--- Supplied data Enclosed Below ---
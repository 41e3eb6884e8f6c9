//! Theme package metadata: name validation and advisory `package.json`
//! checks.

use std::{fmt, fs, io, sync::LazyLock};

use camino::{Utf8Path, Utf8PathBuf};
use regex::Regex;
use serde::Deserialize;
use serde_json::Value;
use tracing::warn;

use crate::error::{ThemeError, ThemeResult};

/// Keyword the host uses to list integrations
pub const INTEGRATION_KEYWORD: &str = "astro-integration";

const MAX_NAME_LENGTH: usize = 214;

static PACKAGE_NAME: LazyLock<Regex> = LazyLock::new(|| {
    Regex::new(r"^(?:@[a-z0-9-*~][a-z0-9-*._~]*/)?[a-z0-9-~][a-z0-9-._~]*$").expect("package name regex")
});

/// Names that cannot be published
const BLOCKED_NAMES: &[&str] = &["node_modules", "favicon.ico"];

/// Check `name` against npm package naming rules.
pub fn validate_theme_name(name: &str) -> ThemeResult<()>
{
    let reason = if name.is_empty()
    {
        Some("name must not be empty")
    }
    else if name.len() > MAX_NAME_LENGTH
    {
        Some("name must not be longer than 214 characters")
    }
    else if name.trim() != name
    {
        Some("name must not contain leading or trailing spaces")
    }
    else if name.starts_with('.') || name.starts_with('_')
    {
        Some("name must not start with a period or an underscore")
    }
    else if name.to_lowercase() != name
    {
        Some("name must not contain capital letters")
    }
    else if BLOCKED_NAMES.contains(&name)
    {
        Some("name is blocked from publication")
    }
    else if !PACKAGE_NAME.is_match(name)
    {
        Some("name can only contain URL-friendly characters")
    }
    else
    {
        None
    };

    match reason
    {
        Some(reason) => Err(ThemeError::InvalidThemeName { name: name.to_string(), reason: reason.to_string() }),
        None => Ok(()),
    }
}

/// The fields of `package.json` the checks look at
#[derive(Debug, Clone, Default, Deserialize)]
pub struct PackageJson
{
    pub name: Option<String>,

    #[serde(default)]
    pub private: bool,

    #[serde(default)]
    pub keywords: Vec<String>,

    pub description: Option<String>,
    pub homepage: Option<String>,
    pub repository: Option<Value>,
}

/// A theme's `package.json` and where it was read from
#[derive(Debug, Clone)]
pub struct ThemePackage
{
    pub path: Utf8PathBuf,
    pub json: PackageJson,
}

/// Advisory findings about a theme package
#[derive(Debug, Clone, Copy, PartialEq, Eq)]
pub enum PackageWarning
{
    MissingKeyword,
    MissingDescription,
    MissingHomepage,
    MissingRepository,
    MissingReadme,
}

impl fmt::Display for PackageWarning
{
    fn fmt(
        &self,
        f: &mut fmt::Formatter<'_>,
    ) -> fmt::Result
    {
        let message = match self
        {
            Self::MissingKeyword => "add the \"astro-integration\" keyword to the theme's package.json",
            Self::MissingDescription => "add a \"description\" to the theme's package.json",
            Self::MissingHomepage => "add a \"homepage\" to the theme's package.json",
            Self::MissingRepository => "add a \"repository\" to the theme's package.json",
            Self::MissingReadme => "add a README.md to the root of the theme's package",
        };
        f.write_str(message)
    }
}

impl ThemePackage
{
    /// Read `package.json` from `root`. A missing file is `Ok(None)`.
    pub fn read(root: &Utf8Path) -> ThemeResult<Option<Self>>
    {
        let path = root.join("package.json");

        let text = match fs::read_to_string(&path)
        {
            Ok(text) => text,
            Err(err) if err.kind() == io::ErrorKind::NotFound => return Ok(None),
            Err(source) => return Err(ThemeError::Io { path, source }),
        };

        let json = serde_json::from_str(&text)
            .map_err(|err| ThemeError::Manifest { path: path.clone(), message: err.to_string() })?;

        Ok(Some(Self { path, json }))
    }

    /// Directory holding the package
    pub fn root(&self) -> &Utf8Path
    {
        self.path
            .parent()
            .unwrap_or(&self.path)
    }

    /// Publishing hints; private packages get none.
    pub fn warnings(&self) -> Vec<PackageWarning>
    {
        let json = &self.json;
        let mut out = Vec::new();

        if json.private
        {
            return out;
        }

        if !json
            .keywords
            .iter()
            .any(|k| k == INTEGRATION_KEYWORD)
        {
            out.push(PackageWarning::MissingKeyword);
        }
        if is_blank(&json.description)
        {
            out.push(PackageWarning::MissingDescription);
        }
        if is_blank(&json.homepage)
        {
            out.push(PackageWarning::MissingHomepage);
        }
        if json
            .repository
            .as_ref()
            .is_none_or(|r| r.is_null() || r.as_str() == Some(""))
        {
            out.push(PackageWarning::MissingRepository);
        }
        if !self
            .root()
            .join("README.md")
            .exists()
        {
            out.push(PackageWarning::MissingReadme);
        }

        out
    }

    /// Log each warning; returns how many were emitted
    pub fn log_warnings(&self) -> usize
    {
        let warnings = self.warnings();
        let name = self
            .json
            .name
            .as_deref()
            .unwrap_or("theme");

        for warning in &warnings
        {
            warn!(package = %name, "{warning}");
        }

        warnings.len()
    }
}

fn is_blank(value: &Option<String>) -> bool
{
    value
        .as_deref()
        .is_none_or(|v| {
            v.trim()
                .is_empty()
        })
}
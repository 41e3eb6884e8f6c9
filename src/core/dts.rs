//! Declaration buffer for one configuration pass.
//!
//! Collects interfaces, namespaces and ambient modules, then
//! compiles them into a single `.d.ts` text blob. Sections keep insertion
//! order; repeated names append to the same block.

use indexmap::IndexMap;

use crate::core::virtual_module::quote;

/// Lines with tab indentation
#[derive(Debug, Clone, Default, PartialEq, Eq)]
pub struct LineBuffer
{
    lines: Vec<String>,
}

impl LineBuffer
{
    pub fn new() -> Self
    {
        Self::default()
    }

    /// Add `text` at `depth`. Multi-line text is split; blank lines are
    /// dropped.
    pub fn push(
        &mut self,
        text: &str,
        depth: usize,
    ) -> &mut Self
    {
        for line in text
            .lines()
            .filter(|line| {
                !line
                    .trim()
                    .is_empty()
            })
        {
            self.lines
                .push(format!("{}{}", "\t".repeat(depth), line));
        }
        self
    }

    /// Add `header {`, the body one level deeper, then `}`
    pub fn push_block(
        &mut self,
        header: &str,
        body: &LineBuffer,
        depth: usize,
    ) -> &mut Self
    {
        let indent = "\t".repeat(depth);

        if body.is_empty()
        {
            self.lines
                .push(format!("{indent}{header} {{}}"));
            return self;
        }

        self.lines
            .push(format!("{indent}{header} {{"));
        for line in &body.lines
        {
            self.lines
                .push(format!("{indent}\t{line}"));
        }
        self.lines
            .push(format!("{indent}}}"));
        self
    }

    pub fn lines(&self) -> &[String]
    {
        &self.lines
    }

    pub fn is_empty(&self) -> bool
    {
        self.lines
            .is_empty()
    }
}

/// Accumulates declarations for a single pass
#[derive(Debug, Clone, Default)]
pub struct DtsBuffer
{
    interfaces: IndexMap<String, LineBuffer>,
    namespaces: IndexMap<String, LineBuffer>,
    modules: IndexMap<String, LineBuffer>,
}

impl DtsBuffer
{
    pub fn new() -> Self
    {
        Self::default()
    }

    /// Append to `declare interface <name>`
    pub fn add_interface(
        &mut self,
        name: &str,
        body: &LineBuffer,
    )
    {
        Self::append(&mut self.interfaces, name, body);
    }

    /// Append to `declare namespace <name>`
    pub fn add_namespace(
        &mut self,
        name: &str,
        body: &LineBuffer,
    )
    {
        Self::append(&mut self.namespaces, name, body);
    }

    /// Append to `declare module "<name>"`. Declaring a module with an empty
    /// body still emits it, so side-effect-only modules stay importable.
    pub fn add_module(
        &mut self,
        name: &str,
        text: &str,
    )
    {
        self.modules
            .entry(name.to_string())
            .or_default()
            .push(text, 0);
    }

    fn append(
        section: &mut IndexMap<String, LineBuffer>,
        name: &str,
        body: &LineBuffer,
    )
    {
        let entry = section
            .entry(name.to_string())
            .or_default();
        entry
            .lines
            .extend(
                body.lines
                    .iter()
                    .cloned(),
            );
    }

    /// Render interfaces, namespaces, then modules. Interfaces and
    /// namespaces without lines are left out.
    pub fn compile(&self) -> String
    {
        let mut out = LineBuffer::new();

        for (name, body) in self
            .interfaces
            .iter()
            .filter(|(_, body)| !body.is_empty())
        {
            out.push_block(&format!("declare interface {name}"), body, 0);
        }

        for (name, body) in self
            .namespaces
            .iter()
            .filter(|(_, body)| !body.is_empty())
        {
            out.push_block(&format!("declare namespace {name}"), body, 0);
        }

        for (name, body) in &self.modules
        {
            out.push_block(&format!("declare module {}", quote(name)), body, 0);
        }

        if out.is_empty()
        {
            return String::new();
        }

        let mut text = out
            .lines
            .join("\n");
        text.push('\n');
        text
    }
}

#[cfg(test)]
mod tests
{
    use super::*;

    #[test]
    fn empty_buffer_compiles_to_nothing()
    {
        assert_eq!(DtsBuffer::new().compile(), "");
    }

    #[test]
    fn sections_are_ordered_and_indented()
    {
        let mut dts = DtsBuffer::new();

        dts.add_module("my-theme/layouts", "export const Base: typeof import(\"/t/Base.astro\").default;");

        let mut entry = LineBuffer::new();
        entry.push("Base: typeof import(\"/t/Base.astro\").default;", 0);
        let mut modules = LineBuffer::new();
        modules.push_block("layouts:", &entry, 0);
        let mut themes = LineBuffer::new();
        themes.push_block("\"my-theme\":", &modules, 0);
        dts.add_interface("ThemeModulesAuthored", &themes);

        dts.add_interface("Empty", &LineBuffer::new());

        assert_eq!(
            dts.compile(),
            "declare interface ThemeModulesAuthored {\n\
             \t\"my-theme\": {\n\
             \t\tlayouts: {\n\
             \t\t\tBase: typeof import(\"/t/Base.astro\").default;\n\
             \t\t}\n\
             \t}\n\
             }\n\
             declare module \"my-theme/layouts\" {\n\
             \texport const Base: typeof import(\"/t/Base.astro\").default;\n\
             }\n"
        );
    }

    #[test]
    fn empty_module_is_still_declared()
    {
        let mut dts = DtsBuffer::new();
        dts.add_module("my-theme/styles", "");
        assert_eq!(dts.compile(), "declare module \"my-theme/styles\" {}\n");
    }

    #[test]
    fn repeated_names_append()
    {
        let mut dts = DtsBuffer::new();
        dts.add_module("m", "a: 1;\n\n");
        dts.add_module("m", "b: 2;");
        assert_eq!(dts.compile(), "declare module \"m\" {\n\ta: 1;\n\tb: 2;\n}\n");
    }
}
--- End of Enclosed Supplied data ---
■ Brief ■
Determine the number of lines in the records that include the string "pass", and respond with that number only.

■ Output of the exercise ■
2